Quand il fut libéré, des gens charitables de l'église lui donnèrent des béquilles, et quand il eut appris comment s'en servir un peu il prit le train pour Chicago. Là, sa soeur lui remit assez d'argent pour s'acheter des grenouillères en cuir. Il se trouva un boulot de cireur de chaussures; bref, tout allait bien pour lui.
Il avait acheté trois bons de la Défense nationale à vingt-cinq dollars et faisait des économies pour en acheter un quatrième.
Le film Bataan passait dans un cinéma du centre-ville cette semaine-là; et, un soir, Ward quitta tôt son boulot pour aller le voir. Il avait entendu parler de ce Noir, Mr. Spencer, qui jouait le rôle d'un soldat et il voulait voir lui-même ce que ça donnait. Il s'assit à la première place de la travée pour ne pas gêner les gens et glissa ses béquilles sous son siège. C'était un bon film et il lui plut beaucoup. Cela montre bien ce qu'un homme de couleur peut faire s'il consent l'effort voulu, pensait-il : il y a ce Mr. Spencer qui joue comme un vrai soldat, et il s'en tire aussi bien que les Blancs.
Mais, lorsque le film se termina, un énorme et superbe drapeau américain apparut sur l'écran et les accords émouvants de l'hymne national retentirent. Les spectateurs se levèrent d'un bond et se mirent à applaudir. Ward ne se leva pas.

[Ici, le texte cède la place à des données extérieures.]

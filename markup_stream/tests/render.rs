use markup_stream::{
    once, render, AttributeValue, ClassValue, ElementNode, Node, RenderMode, RenderOptions,
    StyleMap,
};

fn html() -> RenderOptions {
    RenderOptions::default()
}

fn xml() -> RenderOptions {
    RenderOptions {
        mode: RenderMode::Xml,
        ..RenderOptions::default()
    }
}

#[tokio::test]
async fn nested_elements_render_in_document_order() {
    let view = ElementNode::new("div")
        .attr("id", "outer")
        .child("before ")
        .child(ElementNode::new("span").attr("id", "inner").child("inner"))
        .child(" after");

    assert_eq!(
        render(view, html()).await.unwrap(),
        r#"<div id="outer">before <span id="inner">inner</span> after</div>"#
    );
}

#[tokio::test]
async fn primitives_render_escaped_or_not_at_all() {
    let view = Node::sequence([
        "text".into(),
        7i64.into(),
        Node::Unit,
        true.into(),
        false.into(),
        3.5f64.into(),
        Option::<&str>::None.into(),
        Some("some").into(),
    ]);

    assert_eq!(render(view, html()).await.unwrap(), "text73.5some");
}

#[tokio::test]
async fn text_is_escaped() {
    let view =
        ElementNode::new("div").child(r#"I'm a little <teapot> "short" & stout"#);

    assert_eq!(
        render(view, html()).await.unwrap(),
        "<div>I'm a little &lt;teapot&gt; &quot;short&quot; &amp; stout</div>"
    );
}

#[tokio::test]
async fn raw_markup_bypasses_escaping() {
    let view = ElementNode::new("div").child(Node::raw("<b>bold</b>"));
    assert_eq!(render(view, html()).await.unwrap(), "<div><b>bold</b></div>");
}

#[tokio::test]
async fn dynamic_values_render_escaped() {
    let view = Node::sequence([Node::dynamic(3.5f64), Node::dynamic("a<b")]);
    assert_eq!(render(view, html()).await.unwrap(), "3.5a&lt;b");
}

#[tokio::test]
async fn fragments_render_only_their_children() {
    let view = ElementNode::fragment()
        .child("a")
        .child(ElementNode::new("em").child("b"))
        .child("c");
    assert_eq!(render(view, html()).await.unwrap(), "a<em>b</em>c");
}

#[tokio::test]
async fn boolean_attributes_in_html_mode() {
    let view = ElementNode::new("input")
        .attr("type", "checkbox")
        .attr("checked", true)
        .attr("disabled", false);

    assert_eq!(
        render(view, html()).await.unwrap(),
        r#"<input type="checkbox" checked>"#
    );
}

#[tokio::test]
async fn boolean_attributes_in_xml_mode_serialize_literally() {
    let view = ElementNode::new("input")
        .attr("type", "checkbox")
        .attr("checked", true)
        .attr("disabled", false);

    assert_eq!(
        render(view, xml()).await.unwrap(),
        r#"<input type="checkbox" checked="true" disabled="false" />"#
    );
}

#[tokio::test]
async fn bool_values_on_non_boolean_attributes_coerce_to_text() {
    let view = ElementNode::new("div").attr("data-active", true).attr("data-hidden", false);
    assert_eq!(
        render(view, html()).await.unwrap(),
        r#"<div data-active="true" data-hidden="false"></div>"#
    );
}

#[tokio::test]
async fn null_valued_attributes_are_omitted() {
    let view = ElementNode::new("a")
        .attr("href", "/home")
        .attr("target", AttributeValue::None)
        .attr("rel", Option::<&str>::None);
    assert_eq!(render(view, html()).await.unwrap(), r#"<a href="/home"></a>"#);
}

#[tokio::test]
async fn attribute_values_are_escaped() {
    let view = ElementNode::new("div").attr("title", r#"say "hi" & <go>"#);
    assert_eq!(
        render(view, html()).await.unwrap(),
        r#"<div title="say &quot;hi&quot; &amp; &lt;go&gt;"></div>"#
    );
}

#[tokio::test]
async fn void_elements_have_no_closing_tag() {
    let view = ElementNode::new("div")
        .child(ElementNode::new("br"))
        .child(ElementNode::new("img").attr("src", "/x.png"));
    assert_eq!(
        render(view, html()).await.unwrap(),
        r#"<div><br><img src="/x.png"></div>"#
    );
}

#[tokio::test]
async fn xml_mode_self_closes_childless_elements_only() {
    let view = ElementNode::new("root")
        .child(ElementNode::new("empty"))
        .child(ElementNode::new("full").child("x"));
    assert_eq!(
        render(view, xml()).await.unwrap(),
        "<root><empty /><full>x</full></root>"
    );
}

#[tokio::test]
async fn xml_mode_has_no_void_elements() {
    let view = ElementNode::new("br").child("x");
    assert_eq!(render(view, xml()).await.unwrap(), "<br>x</br>");
}

#[tokio::test]
async fn style_objects_serialize_to_css() {
    let view = ElementNode::new("input").attr(
        "style",
        StyleMap::new()
            .set("backgroundColor", "red")
            .set("fontSize", 16)
            .set("opacity", 0.5)
            .set("--v", "x"),
    );
    assert_eq!(
        render(view, html()).await.unwrap(),
        r#"<input style="background-color:red;font-size:16px;opacity:0.5;--v:x">"#
    );
}

#[tokio::test]
async fn empty_style_and_class_attributes_are_omitted() {
    let view = ElementNode::new("div")
        .attr("style", StyleMap::new())
        .attr("class", ClassValue::list([ClassValue::Bool(false), ClassValue::Text("".into())]));
    assert_eq!(render(view, html()).await.unwrap(), "<div></div>");
}

#[tokio::test]
async fn class_expressions_flatten_to_token_lists() {
    let view = ElementNode::new("button").attr(
        "class",
        ClassValue::list([
            "btn".into(),
            ClassValue::toggles([("active".into(), true), ("hidden".into(), false)]),
            ClassValue::list(["wide".into()]),
        ]),
    );
    assert_eq!(
        render(view, html()).await.unwrap(),
        r#"<button class="btn active wide"></button>"#
    );
}

#[tokio::test]
async fn once_renders_only_the_first_occurrence_of_a_key() {
    let view = Node::sequence([
        once("k", "A"),
        once("k", "B"),
        once("k", "C"),
    ]);
    assert_eq!(render(view, html()).await.unwrap(), "A");
}

#[tokio::test]
async fn once_keys_of_different_kinds_are_distinct() {
    let view = Node::sequence([
        once("styles", ElementNode::new("style").child(".a{}")),
        once(1, "first"),
        once("styles", "duplicate"),
        once(1, "again"),
        once(2, "second"),
    ]);
    assert_eq!(
        render(view, html()).await.unwrap(),
        "<style>.a{}</style>firstsecond"
    );
}

#[tokio::test]
async fn once_applies_per_render_not_per_process() {
    let view = once("k", "A");
    assert_eq!(render(view.clone(), html()).await.unwrap(), "A");
    assert_eq!(render(view, html()).await.unwrap(), "A");
}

Un Blanc, grand et fort, qui se tenait derrière lui se pencha et le frappa sur la tête.
"Lève-toi, mec, grogna-t-il. Qu'est-ce que tu as ? Tu ne reconnais pas l'hymne national, quand tu l'entends ?
- Je ne peux pas me lever, répondit Ward.
- Et pourquoi tu ne peux pas ?
- Je n'ai pas de pieds", lui dit Ward.
Pendant un instant, le Blanc resta là, debout, envahi d'une fureur rentrée, puis il prit du recul et cogna Ward sur le côté de la tête.
Ward tomba en avant, entre les deux travées de fauteuils, l'homme blanc se retourna et courut vers la sortie. Un agent qui se tenait dans le foyer et avait été témoin de l'incident rattrapa le Blanc tandis qu'il sortait de la salle.
"Je vous arrête. Qu'est-ce qui se passe, d'ailleurs ?
- Je n'ai pas pu m'en empêcher, bredouilla l'homme blanc, le visage inondé de larmes. Je ne vous comprends pas, vous, les gens de Chicago, je suis de l'Arkansas, je ne pouvais absolument pas supporter de voir ce sale nègre assis pendant qu'on jouait l'hymne national - même s'il n'a pas de pieds!"